ACTION ALERT: Ten Steps to End Gun Violence in the US
Senator Bernie Sanders
(December 3, 2015) -- Here is the very sad truth: it is very difficult for the American people to keep up with the mass shootings we seem to see every day in the news. Yesterday, San Bernardino. Last week, Colorado Springs. Last month, Colorado Springs again. Newtown, Aurora, Tucson, Isla Vista, Virginia Tech, Navy Yard, Roseburg, and far too many others.
The crisis of gun violence has reached epidemic levels in this country to the point that we are averaging more than one mass shooting per day. Now, I am going to tell you something that most candidates wouldn't say: I am not sure there is a magical answer to how we end gun violence in America. But I do know that while thoughts and prayers are important, they are insufficient and it is long past time for action.

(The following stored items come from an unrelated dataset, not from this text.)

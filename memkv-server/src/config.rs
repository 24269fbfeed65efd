//! Runtime configuration: compiled-in defaults, optionally overridden by a
//! `key value` config file, in turn optionally overridden by CLI flags/env
//! vars (see [`crate::options::Options`]).

use std::fs;
use std::path::Path;

use memkv_util::rand_string;

const RUN_ID_LEN: usize = 40;

#[derive(Debug, Clone)]
pub struct Config {
    pub bind: String,
    pub port: u16,
    pub databases: usize,
    pub appendonly: bool,
    pub appendfilename: String,
    pub appendfsync: String,
    pub maxclients: u32,
    pub runid: String,
}

impl Default for Config {
    fn default() -> Self {
        Self {
            bind: "0.0.0.0".to_string(),
            port: 6379,
            databases: 16,
            appendonly: false,
            appendfilename: "appendonly.aof".to_string(),
            appendfsync: "everysec".to_string(),
            maxclients: 10_000,
            runid: rand_string(RUN_ID_LEN),
        }
    }
}

impl Config {
    /// Loads from the file named by `CONFIG`, else `redis.conf` in the
    /// working directory if present, else compiled-in defaults.
    pub fn load() -> Self {
        let path = std::env::var("CONFIG").ok();
        let config = match &path {
            Some(path) => Self::from_file(Path::new(path)),
            None => {
                let fallback = Path::new("redis.conf");
                if fallback.exists() {
                    Self::from_file(fallback)
                } else {
                    None
                }
            }
        };
        config.unwrap_or_default()
    }

    fn from_file(path: &Path) -> Option<Self> {
        let contents = match fs::read_to_string(path) {
            Ok(c) => c,
            Err(e) => {
                tracing::warn!(path = %path.display(), error = %e, "failed to read config file");
                return None;
            }
        };
        let mut config = Self::default();
        for line in contents.lines() {
            let line = line.trim();
            if line.is_empty() || line.starts_with('#') {
                continue;
            }
            let mut parts = line.splitn(2, char::is_whitespace);
            let key = parts.next().unwrap_or_default();
            let value = parts.next().unwrap_or_default().trim();
            config.apply(key, value);
        }
        Some(config)
    }

    fn apply(&mut self, key: &str, value: &str) {
        match key.to_lowercase().as_str() {
            "bind" => self.bind = value.to_string(),
            "port" => {
                if let Ok(n) = value.parse() {
                    self.port = n;
                }
            }
            "databases" => {
                if let Ok(n) = value.parse() {
                    self.databases = n;
                }
            }
            "appendonly" => self.appendonly = value.eq_ignore_ascii_case("yes") || value.eq_ignore_ascii_case("true"),
            "appendfilename" => self.appendfilename = value.to_string(),
            "appendfsync" => self.appendfsync = value.to_string(),
            "maxclients" => {
                if let Ok(n) = value.parse() {
                    self.maxclients = n;
                }
            }
            "runid" => self.runid = value.to_string(),
            other => tracing::warn!(key = %other, "unrecognized config directive"),
        }
    }
}

#[cfg(test)]
mod tests {
    use super::*;
    use std::io::Write as _;

    #[test]
    fn defaults_match_spec() {
        let config = Config::default();
        assert_eq!(config.bind, "0.0.0.0");
        assert_eq!(config.port, 6379);
        assert_eq!(config.databases, 16);
        assert!(!config.appendonly);
        assert_eq!(config.runid.len(), RUN_ID_LEN);
    }

    #[test]
    fn parses_key_value_file_with_comments() {
        let mut file = tempfile::NamedTempFile::new().unwrap();
        writeln!(file, "# a comment\nport 7000\nappendonly yes\ndatabases 4").unwrap();
        let config = Config::from_file(file.path()).unwrap();
        assert_eq!(config.port, 7000);
        assert!(config.appendonly);
        assert_eq!(config.databases, 4);
    }

    #[test]
    fn missing_file_falls_back_to_none() {
        assert!(Config::from_file(Path::new("/nonexistent/path/redis.conf")).is_none());
    }
}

That's why I want to talk to you today about a few concrete actions we should take as a country that will save lives.
Add your name in support of the following commonsense measures Congress can take to make our communities safer from gun violence.
1. We can expand background checks to keep guns out of the hands of criminals and the dangerously mentally ill. This is an idea that over 80% of Americans agree with, even a majority of gun owners.
2. & 3. We can renew the assault weapons ban and end the sale of high capacity magazines -- military-style tools created for the purpose of killing people as efficiently as possible.
4. Since 2004, over 2,000 people on the FBI's terrorist watch list have legally purchased guns in the United States. Let's close the "terror gap" and make sure known foreign and domestic terrorists are included on prohibited purchaser lists.
5. We can close loopholes in our laws that allow perpetrators of stalking and dating violence to buy guns. In the United States, the intended targets of a majority of our mass shootings are intimate partners or family members, and over 60% of victims are women and children. Indeed, a woman is five times more likely to die in a domestic violence incident when a gun is present.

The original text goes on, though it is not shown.